**Work to be completed**
Scan the records beneath this line for the line holding "for actor communication." and the line holding "use crate::errors::RoomError;", then transcribe exactly those two and all lines between.

(Collected data)
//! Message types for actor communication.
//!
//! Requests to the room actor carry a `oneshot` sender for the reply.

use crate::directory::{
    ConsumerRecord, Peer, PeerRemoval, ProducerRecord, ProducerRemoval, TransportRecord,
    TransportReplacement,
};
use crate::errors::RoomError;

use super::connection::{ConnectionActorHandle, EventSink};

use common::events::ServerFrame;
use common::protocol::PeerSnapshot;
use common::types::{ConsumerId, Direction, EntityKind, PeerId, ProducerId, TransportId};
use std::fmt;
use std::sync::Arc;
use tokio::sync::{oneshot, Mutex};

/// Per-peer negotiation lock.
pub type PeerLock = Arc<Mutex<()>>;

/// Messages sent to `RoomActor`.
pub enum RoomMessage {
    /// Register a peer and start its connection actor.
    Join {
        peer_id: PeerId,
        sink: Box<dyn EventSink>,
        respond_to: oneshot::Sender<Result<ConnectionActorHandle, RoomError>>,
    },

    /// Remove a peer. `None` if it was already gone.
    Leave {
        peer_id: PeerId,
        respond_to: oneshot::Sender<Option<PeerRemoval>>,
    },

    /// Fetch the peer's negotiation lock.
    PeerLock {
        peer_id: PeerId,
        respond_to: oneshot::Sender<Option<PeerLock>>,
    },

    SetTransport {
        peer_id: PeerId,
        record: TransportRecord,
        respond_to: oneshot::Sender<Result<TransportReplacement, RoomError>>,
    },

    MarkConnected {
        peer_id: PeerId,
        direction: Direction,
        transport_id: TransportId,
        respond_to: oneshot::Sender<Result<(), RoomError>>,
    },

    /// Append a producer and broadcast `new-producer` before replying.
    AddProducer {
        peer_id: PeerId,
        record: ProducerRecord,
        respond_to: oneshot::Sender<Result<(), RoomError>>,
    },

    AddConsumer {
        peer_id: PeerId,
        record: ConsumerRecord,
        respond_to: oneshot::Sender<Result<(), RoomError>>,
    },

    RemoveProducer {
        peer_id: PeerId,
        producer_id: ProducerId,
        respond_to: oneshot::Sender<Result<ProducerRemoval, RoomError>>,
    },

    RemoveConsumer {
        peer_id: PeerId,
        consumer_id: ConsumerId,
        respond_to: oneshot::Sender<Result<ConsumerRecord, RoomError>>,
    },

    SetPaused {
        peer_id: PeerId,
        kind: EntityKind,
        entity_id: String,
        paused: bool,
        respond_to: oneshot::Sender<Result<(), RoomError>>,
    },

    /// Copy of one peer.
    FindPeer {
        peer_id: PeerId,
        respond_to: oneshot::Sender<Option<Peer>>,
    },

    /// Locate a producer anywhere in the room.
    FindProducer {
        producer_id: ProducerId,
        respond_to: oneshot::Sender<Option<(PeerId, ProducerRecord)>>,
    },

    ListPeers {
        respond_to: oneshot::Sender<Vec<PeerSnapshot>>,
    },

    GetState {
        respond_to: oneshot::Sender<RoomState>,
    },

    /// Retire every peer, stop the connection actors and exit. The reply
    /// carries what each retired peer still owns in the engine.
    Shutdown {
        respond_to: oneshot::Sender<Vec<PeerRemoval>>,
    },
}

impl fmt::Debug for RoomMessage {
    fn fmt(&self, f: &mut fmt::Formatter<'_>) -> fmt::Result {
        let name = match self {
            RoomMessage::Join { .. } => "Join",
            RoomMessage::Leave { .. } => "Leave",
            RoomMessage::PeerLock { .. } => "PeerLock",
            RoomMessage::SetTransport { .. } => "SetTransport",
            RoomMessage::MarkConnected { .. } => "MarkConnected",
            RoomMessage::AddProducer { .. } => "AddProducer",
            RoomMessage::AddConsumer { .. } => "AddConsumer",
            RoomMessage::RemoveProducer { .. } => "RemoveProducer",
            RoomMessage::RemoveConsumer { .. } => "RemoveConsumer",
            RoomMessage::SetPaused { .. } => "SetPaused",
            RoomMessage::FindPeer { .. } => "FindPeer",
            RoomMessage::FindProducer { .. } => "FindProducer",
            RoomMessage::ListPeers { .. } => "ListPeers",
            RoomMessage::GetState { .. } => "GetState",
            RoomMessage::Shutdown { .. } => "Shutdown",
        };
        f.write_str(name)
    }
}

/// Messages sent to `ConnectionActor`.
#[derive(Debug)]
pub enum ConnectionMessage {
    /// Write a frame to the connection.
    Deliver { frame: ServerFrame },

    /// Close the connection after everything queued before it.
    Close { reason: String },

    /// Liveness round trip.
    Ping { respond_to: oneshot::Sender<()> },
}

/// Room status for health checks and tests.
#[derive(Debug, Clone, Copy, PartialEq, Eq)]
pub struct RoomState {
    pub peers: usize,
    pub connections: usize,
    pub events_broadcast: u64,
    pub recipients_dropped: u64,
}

---

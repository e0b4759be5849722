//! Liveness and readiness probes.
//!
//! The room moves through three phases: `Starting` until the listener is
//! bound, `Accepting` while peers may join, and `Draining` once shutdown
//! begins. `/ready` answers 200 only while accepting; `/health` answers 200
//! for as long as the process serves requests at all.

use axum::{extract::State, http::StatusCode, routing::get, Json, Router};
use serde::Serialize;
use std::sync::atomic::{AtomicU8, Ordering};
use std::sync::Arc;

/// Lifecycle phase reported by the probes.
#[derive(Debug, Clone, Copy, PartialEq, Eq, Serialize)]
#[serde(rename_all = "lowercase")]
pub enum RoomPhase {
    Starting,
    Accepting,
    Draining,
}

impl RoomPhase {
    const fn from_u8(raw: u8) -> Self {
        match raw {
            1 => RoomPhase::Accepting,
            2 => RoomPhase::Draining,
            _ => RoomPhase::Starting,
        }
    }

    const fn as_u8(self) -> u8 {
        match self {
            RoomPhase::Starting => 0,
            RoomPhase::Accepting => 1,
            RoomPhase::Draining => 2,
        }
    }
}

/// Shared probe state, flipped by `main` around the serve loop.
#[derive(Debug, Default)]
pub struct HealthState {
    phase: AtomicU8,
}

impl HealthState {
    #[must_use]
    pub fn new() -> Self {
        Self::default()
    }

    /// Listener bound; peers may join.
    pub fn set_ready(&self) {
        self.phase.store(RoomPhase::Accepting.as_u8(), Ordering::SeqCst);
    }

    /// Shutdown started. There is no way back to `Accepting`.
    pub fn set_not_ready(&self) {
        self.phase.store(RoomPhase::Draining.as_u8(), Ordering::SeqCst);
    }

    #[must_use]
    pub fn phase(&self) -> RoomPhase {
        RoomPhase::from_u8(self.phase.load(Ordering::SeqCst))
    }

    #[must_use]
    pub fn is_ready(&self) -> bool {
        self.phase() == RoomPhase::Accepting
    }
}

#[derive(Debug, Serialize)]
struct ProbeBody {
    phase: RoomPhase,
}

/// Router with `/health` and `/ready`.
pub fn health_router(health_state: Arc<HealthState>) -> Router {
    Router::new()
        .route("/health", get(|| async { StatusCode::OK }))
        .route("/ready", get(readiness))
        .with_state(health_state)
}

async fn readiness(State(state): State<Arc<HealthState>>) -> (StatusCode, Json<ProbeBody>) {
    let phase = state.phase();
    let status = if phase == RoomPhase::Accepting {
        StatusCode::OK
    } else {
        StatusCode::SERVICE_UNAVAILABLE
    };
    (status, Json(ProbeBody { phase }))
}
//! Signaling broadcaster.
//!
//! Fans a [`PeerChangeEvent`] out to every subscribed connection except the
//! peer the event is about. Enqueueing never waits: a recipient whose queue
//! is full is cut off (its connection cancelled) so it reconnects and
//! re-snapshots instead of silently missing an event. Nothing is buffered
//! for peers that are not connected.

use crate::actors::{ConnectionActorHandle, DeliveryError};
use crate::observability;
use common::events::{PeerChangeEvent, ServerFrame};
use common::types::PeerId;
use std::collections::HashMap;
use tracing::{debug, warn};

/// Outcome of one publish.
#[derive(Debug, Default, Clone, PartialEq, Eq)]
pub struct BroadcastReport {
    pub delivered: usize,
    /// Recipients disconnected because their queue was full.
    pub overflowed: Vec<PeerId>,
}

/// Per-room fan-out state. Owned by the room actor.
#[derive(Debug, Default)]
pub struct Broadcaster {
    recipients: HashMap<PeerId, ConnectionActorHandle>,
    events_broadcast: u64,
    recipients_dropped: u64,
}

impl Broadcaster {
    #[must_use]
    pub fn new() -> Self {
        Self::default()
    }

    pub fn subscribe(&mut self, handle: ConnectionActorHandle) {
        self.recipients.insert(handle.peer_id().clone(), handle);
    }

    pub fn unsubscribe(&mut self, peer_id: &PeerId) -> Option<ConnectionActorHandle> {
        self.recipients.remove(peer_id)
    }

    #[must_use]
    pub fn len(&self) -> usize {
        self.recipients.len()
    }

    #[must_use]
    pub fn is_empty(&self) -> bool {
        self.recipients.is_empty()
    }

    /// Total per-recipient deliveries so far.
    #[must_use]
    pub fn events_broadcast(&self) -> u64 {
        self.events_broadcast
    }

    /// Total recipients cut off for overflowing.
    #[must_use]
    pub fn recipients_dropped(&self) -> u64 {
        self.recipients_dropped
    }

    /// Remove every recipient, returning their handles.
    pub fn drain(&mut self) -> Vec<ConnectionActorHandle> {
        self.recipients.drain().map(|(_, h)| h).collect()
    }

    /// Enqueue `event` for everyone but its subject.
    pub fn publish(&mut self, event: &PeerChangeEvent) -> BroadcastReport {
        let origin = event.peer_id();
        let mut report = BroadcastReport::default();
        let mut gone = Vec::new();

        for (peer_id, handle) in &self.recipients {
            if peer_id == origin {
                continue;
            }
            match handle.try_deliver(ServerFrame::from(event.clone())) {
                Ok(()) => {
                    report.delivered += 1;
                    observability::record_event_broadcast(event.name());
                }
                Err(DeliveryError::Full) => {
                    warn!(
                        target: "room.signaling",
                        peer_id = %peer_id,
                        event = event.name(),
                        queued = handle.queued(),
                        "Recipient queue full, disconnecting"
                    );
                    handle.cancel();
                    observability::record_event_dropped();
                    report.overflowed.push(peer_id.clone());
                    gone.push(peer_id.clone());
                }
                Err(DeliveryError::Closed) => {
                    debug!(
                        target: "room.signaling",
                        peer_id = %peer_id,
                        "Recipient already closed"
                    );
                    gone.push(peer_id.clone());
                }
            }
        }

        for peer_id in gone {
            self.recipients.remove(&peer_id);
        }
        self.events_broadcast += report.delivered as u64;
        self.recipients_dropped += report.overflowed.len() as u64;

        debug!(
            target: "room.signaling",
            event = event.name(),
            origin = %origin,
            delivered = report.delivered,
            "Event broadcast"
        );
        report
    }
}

**Reply**
//! Message types for actor communication.
//!
//! Requests to the room actor carry a `oneshot` sender for the reply.

use crate::directory::{
    ConsumerRecord, Peer, PeerRemoval, ProducerRecord, ProducerRemoval, TransportRecord,
    TransportReplacement,
};
use crate::errors::RoomError;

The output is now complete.